- [Assignment] Your answer consists of the lines in the data that contain "called". Copy each of them.

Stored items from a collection
*** Block opens ***

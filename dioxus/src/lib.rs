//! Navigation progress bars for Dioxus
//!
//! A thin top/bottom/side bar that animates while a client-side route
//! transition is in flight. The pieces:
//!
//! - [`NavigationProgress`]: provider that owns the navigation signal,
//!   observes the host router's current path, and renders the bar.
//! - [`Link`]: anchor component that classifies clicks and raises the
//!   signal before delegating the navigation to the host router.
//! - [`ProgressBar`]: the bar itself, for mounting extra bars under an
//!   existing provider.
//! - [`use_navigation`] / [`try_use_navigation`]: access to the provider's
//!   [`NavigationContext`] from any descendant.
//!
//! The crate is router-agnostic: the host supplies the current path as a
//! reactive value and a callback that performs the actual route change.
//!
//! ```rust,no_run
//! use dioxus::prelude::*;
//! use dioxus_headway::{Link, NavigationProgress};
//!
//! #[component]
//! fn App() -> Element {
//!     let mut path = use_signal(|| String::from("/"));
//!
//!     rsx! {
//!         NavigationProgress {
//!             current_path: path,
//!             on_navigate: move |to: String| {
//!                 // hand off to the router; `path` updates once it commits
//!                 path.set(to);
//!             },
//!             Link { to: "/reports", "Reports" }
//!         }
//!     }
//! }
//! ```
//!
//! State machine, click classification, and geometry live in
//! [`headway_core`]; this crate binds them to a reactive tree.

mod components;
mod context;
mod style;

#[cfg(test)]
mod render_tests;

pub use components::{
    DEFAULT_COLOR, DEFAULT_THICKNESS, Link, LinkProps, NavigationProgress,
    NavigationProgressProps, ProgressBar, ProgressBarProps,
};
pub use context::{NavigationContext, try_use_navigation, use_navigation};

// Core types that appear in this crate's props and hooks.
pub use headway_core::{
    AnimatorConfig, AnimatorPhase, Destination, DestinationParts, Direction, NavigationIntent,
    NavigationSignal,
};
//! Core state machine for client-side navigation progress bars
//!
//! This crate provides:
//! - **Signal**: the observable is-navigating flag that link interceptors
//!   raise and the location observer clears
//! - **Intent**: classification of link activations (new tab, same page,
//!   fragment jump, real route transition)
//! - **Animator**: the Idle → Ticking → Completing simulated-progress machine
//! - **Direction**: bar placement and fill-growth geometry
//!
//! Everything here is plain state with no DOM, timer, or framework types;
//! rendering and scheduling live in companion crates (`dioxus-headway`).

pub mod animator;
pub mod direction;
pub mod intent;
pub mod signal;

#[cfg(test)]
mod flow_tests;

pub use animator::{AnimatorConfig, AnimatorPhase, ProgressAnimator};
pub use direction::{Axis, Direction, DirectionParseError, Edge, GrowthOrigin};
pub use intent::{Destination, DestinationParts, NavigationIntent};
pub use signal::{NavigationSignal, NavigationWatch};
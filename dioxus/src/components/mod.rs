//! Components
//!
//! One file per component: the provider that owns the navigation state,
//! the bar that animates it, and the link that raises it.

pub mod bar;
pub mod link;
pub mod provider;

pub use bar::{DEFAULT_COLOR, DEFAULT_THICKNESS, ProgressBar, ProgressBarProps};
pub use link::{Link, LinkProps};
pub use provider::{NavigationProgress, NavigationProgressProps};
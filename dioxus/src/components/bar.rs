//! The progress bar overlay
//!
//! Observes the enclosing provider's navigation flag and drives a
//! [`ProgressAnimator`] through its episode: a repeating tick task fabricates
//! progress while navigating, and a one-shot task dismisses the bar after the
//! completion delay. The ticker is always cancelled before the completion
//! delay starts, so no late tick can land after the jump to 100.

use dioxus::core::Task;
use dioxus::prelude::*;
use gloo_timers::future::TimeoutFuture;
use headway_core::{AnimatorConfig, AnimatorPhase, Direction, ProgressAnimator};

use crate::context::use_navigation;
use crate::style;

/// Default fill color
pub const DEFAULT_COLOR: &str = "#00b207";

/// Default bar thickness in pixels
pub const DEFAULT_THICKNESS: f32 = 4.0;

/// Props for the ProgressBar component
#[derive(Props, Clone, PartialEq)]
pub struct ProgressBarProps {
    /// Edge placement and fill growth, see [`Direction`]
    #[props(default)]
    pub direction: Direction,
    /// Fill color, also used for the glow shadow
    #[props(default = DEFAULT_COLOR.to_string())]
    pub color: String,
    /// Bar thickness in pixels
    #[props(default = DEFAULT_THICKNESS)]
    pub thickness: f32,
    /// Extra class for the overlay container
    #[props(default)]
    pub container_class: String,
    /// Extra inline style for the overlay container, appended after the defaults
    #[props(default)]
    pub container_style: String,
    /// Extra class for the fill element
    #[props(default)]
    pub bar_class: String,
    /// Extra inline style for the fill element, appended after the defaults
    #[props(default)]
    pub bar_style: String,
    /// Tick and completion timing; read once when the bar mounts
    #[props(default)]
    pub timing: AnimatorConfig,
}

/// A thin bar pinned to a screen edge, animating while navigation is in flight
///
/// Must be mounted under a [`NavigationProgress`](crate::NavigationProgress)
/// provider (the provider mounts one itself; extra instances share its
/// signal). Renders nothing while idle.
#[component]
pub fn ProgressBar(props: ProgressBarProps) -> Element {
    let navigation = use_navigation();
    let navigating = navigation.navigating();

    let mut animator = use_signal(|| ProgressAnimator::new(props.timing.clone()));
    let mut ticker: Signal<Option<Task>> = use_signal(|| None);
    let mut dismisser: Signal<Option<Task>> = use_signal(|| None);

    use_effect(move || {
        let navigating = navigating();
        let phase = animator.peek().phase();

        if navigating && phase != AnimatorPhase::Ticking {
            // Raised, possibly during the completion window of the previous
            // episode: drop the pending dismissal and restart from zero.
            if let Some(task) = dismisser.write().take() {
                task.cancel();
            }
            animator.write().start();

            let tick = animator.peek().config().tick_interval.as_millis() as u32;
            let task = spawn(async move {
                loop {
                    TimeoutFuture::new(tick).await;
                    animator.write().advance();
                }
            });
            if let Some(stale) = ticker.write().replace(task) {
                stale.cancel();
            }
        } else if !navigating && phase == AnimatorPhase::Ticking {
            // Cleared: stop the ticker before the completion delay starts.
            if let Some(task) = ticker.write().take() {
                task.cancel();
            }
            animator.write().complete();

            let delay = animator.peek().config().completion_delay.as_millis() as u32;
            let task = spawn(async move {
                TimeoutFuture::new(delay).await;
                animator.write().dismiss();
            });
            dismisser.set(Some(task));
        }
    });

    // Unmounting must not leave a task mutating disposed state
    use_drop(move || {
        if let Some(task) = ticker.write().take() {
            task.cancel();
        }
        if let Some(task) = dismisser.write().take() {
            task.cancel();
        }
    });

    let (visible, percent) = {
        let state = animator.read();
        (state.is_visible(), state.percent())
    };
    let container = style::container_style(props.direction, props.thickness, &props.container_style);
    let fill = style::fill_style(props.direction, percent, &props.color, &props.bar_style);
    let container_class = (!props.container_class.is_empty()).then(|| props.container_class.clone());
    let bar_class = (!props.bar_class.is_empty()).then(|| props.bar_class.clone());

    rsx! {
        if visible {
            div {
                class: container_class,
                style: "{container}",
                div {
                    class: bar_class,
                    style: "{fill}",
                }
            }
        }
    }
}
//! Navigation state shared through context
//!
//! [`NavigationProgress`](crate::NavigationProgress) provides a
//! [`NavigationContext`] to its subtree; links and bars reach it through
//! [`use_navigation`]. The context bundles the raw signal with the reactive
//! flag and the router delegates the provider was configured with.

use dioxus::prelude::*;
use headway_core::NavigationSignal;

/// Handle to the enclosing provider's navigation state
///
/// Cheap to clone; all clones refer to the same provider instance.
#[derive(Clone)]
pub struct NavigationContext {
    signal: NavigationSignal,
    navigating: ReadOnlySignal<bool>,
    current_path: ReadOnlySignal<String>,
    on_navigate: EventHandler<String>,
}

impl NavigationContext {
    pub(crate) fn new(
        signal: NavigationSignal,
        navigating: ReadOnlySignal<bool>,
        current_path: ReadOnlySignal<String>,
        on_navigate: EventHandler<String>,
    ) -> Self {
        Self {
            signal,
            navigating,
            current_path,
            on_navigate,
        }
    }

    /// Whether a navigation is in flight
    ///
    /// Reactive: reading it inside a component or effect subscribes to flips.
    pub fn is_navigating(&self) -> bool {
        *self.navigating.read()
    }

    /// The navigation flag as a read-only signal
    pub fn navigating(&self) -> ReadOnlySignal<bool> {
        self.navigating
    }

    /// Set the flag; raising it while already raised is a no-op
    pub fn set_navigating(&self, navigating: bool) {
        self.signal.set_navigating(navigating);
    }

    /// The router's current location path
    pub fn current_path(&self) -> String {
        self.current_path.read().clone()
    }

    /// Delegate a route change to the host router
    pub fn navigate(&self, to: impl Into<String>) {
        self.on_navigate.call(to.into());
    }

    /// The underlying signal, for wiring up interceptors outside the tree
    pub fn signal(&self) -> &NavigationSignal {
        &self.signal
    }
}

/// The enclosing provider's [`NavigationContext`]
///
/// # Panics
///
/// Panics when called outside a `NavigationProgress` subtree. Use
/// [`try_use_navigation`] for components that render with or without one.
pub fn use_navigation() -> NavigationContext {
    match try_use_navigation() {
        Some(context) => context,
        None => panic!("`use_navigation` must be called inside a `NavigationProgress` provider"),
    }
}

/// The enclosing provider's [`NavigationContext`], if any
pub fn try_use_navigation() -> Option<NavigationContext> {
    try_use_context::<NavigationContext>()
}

*** Block closes ***

- [Result]
/// Panics when called outside a `NavigationProgress` subtree. Use
        None => panic!("`use_navigation` must be called inside a `NavigationProgress` provider"),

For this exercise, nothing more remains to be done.